Webb, if you are not familiar with NASA lore, was a bold leader rather than a bureaucrat tasked with perpetuating funding, and it was due to his leadership that NASA launched 75 missions into space, including putting a man on the Moon.

The telescope named after him is instead very much a product of modern NASA - its benefit and time to completion were overestimated and its funding requirement underestimated.  The belief in much of modern Big Science is once you get initial funding it becomes too expensive to not complete so issuing a reasonable number for appropriations comes before honesty.  And then ethical researchers and engineers are stuck holding the bag.

It isn't Republicans who launched the latest volley of concern about JWST but new Chairman Hal Rogers is a Republican, so the partisan shills in science writing will make it a "Republicans hate science" issue but the report was ordered by Senator Barbara Mikulski, an outraged Maryland Democrat, last year.

People who circle the wagons around every bit of funding (see Shrimp On A Treadmill) will say you can't ever cut funding.     They worry that if America cancels this successor to the Hubble we will lose 'leadership' in astronomy, the same way they claim we lost 'leadership' in physics by canceling the Superconducting SuperCollider, despite the fact that there was no indication it would even be completed today - or how it would have worked.  It was a goal, not a specification for engineers.


Artist's conception of the James Webb Space Telescope. It has been delayed for almost as long as we have been here and now it is out to 2015 at the earliest. Credit: Canadian Space Agency

The Webb telescope has likewise been a black hole for funding.    In James Webb Space Telescope delivers more bad news last year I noted that the budget was up to $6.5 billion and now an earliest completion date of 2015, though its original claim was it would be done by now.

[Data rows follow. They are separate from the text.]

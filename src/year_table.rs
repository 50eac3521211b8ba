use std::collections::HashMap;

use chrono::NaiveDate;

use crate::{
    currency::Currency,
    error::{RateError, Result},
    exact_rate::ExactRate,
};

const DATE_COLUMN: &[u8] = b"data";
const DATE_FORMAT: &str = "%Y%m%d";

/// One published day of the bank's table.
#[derive(Debug, Clone, PartialEq)]
pub struct DailyRateRow {
    pub date: NaiveDate,
    rates: HashMap<Currency, ExactRate>,
}

impl DailyRateRow {
    pub fn new(date: NaiveDate, rates: HashMap<Currency, ExactRate>) -> Self {
        Self { date, rates }
    }

    pub fn rate(&self, currency: Currency) -> Result<ExactRate> {
        self.rates
            .get(&currency)
            .copied()
            .ok_or_else(|| RateError::BadRate {
                value: String::new(),
                reason: format!("no {} value on {}", currency.column(), self.date),
            })
    }
}

/// Rows of one calendar year, sorted by date with at most one row per date.
#[derive(Debug, Clone, PartialEq)]
pub struct YearTable {
    pub year: i32,
    rows: Vec<DailyRateRow>,
}

impl YearTable {
    /// Reads the semicolon separated yearly archive. The bank appends legend
    /// rows (codes, names, units) after the data; any row whose date cell is
    /// not `YYYYMMDD` is skipped. Only ASCII columns are decoded, so the
    /// Windows-1252 currency names never need transcoding.
    pub fn parse(year: i32, bytes: &[u8]) -> Result<Self> {
        let mut reader = csv::ReaderBuilder::new()
            .delimiter(b';')
            .flexible(true)
            .from_reader(bytes);

        let headers = reader.byte_headers()?.clone();
        let date_idx = headers
            .iter()
            .position(|h| h.trim_ascii() == DATE_COLUMN)
            .ok_or_else(|| RateError::Format("no \"data\" column in header".to_string()))?;
        let currency_idx: Vec<(Currency, usize)> = Currency::ALL
            .iter()
            .filter_map(|currency| {
                headers
                    .iter()
                    .position(|h| h.trim_ascii() == currency.column().as_bytes())
                    .map(|idx| (*currency, idx))
            })
            .collect();

        let mut rows = Vec::new();
        for record in reader.byte_records() {
            let record = record?;
            let Some(date) = record.get(date_idx).and_then(parse_date) else {
                continue;
            };

            let mut rates = HashMap::new();
            for (currency, idx) in &currency_idx {
                let cell = record.get(*idx).unwrap_or_default().trim_ascii();
                if cell.is_empty() {
                    continue;
                }
                let text = String::from_utf8_lossy(cell);
                rates.insert(*currency, ExactRate::parse_comma_decimal(&text)?);
            }
            rows.push(DailyRateRow::new(date, rates));
        }

        Self::from_rows(year, rows)
    }

    pub fn from_rows(year: i32, mut rows: Vec<DailyRateRow>) -> Result<Self> {
        rows.sort_by_key(|row| row.date);
        if let Some(pair) = rows.windows(2).find(|pair| pair[0].date == pair[1].date) {
            return Err(RateError::Format(format!(
                "date {} appears more than once",
                pair[0].date
            )));
        }

        Ok(Self { year, rows })
    }

    pub fn is_empty(&self) -> bool {
        self.rows.is_empty()
    }

    pub fn len(&self) -> usize {
        self.rows.len()
    }

    pub fn contains(&self, date: NaiveDate) -> bool {
        self.rows.binary_search_by_key(&date, |row| row.date).is_ok()
    }

    /// Rows dated within `start..=end`, oldest first.
    pub fn rows_between(
        &self,
        start: NaiveDate,
        end: NaiveDate,
    ) -> impl Iterator<Item = &DailyRateRow> {
        self.rows
            .iter()
            .filter(move |row| row.date >= start && row.date <= end)
    }
}

fn parse_date(cell: &[u8]) -> Option<NaiveDate> {
    let cell = cell.trim_ascii();
    if cell.len() != 8 || !cell.iter().all(u8::is_ascii_digit) {
        return None;
    }
    let text = std::str::from_utf8(cell).ok()?;
    NaiveDate::parse_from_str(text, DATE_FORMAT).ok()
}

Budgets are finite.   Everyone knows this except partisans in science.  The $1.5 billion that JWST now claims it needs in order to not waste the billions already spent could fund 5,000 basic science research projects in space science (see While Webb Bleeds, Space Science Hemorrhages) and $1.5 billion is just the latest cost overrun, not the total budget that may come up as more engineering concerns arise - so rather than circle the wagons around this project because it is science and people want to avoid a slippery slope, scientists can do a world of good holding each other accountable and making it less necessary for politicians to do so.    

The idea behind the Webb Telescope is a great one - continuing the work started by Hubble and  Webb will be able to see light from about 250-400 million years after the Big Bang whereas the Hubble Space Telescope sees back to only 800 million years.   It sounds esoteric to the public but there are fascinating things we can learn.  However, science has to have a cost attached to a value, basic research or not.  This is what killed the SSC.

Those who compare the Webb Telescope to losing the SSC should take note - canceling the SSC made the much more reasonable, both in cost and engineering, Large Hadron Collider (LHC) a reality.    Did it give Europe some ethereal, unquantifiable 'leadership' in physics?   No, lots of projects are still done in the US and Japan but the task of finding the Higgs boson, which may not even exist, and its press has fallen to Europe.   America still contributes and its knowledge will benefit all scientists, just like the Tevatron in the US has helped all scientists worldwide.

It may be that canceling the JWST will be the wake-up call NASA has needed for a long time.   The Obama administration already pulled the plug on the Constellation project and it may be time to do two things that are painful in the short term but essential for space science in the long term:

First, fund smaller projects that don't have big engineering issues and are achievable.  

Second, make missions time-based, get back to 'acceptable risk' and allow NASA to shuck off the modern 'zero defects' mentality and the tentacles of bureaucracy and regulatory constraints that infect much of government-funded science.

Creating bold missions where project managers use a 'joint confidence level' of 50% are not going to work in a time of budget concerns.   Let's hope the science community takes this warning shot as a chance to get fundamental reform in how science is done.